A large touchscreen display in Union Station in Washington D.C., recently blasted pornographic videos for all to see. The display was allegedly hacked on May 15 to stream videos from a pornographic website, according to a report by The Washington Post.

The display outside of Chipotle in the main hall began to stream porn at 5:30 p.m. and continued to do so for about three minutes, according to a bystander. Some visitors laughed at the videos while others reacted in horror. A few attempted to turn off the display.

An employee from Roti, a fast casual restaurant, eventually approached the display and helped another individual turn it off.
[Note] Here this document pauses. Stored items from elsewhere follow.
//! Record identity
//!
//! An identity is a BLAKE3 digest over a record's identity key (by default
//! every field but the lifecycle marker), fed in sorted key order so it never
//! depends on how the record was built. Distinct records sharing a digest
//! are not detected here; the reconciler can double-check matches
//! structurally (see [`crate::ReconcileOptions`]).

use crate::record::Record;
use serde::{Serialize, Serializer};
use serde_json::Value;
use std::fmt;

/// Key used to match a desired record with an observed one
#[derive(Clone, Copy, PartialEq, Eq, Hash, PartialOrd, Ord)]
pub struct Identity([u8; 32]);

impl Identity {
    /// Identity over every field of `record`
    ///
    /// Callers strip the lifecycle marker first; see
    /// [`crate::Normalizer::identity_key`].
    pub fn of(record: &Record) -> Self {
        let mut hasher = blake3::Hasher::new();
        hasher.update(&(record.len() as u64).to_le_bytes());
        for (field, value) in record.iter() {
            hash_str(&mut hasher, field);
            hash_value(&mut hasher, value);
        }
        Self(*hasher.finalize().as_bytes())
    }

    /// Raw digest bytes
    pub fn as_bytes(&self) -> &[u8; 32] {
        &self.0
    }

    /// Short hex prefix for logs
    pub fn short(&self) -> String {
        self.to_string()[..12].to_string()
    }
}

impl fmt::Display for Identity {
    fn fmt(&self, f: &mut fmt::Formatter<'_>) -> fmt::Result {
        for byte in &self.0 {
            write!(f, "{byte:02x}")?;
        }
        Ok(())
    }
}

impl fmt::Debug for Identity {
    fn fmt(&self, f: &mut fmt::Formatter<'_>) -> fmt::Result {
        write!(f, "Identity({})", self.short())
    }
}

impl Serialize for Identity {
    fn serialize<S: Serializer>(&self, serializer: S) -> Result<S::Ok, S::Error> {
        serializer.serialize_str(&self.to_string())
    }
}

// Every item is length- or tag-prefixed so adjacent values cannot run together.
fn hash_str(hasher: &mut blake3::Hasher, s: &str) {
    hasher.update(&(s.len() as u64).to_le_bytes());
    hasher.update(s.as_bytes());
}

fn hash_value(hasher: &mut blake3::Hasher, value: &Value) {
    match value {
        Value::Null => {
            hasher.update(b"n");
        }
        Value::Bool(b) => {
            hasher.update(if *b { b"t" } else { b"f" });
        }
        Value::Number(n) => {
            hasher.update(b"#");
            hash_str(hasher, &n.to_string());
        }
        Value::String(s) => {
            hasher.update(b"s");
            hash_str(hasher, s);
        }
        Value::Array(items) => {
            hasher.update(b"[");
            hasher.update(&(items.len() as u64).to_le_bytes());
            for item in items {
                hash_value(hasher, item);
            }
        }
        Value::Object(map) => {
            hasher.update(b"{");
            hasher.update(&(map.len() as u64).to_le_bytes());
            let mut entries: Vec<(&String, &Value)> = map.iter().collect();
            entries.sort_by(|a, b| a.0.cmp(b.0));
            for (key, item) in entries {
                hash_str(hasher, key);
                hash_value(hasher, item);
            }
        }
    }
}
"I was pretty speechless. I couldn’t believe this was happening in public and especially during rush hour," an anonymous woman said. "I mean, it was really explicit porn being shown on this huge screen and no one could turn it off."

The station installed multiple displays several months ago as part of a renovation. The displays are designed to showcase advertisements, PSAs, directories and other information. The content is controlled remotely. Beverly Swaim-Staley, president and CEO of the Union Station Redevelopment Corp., claimed this was the first time this event had occurred at the station.

Swaim-Staley was informed of the event by building security who told USRC and Ashkenazy Acquisition Corp., the owners of the Union Station building. Swaim-Staley said that Ashkenazy is currently investigating the incident to discover how the screens were highjacked. The company plans to keep the screen turned off until the investigation is over.

Laura Miller, director of marketing for KioWare, mentioned a few possibilities on what could have happened. First, an authorized user might have uploaded the wrong video either deliberately or by mistake. Another possibility would be if "an unauthorized person gained access to the system through a non-secured backdoor or OS vulnerability," Miller said.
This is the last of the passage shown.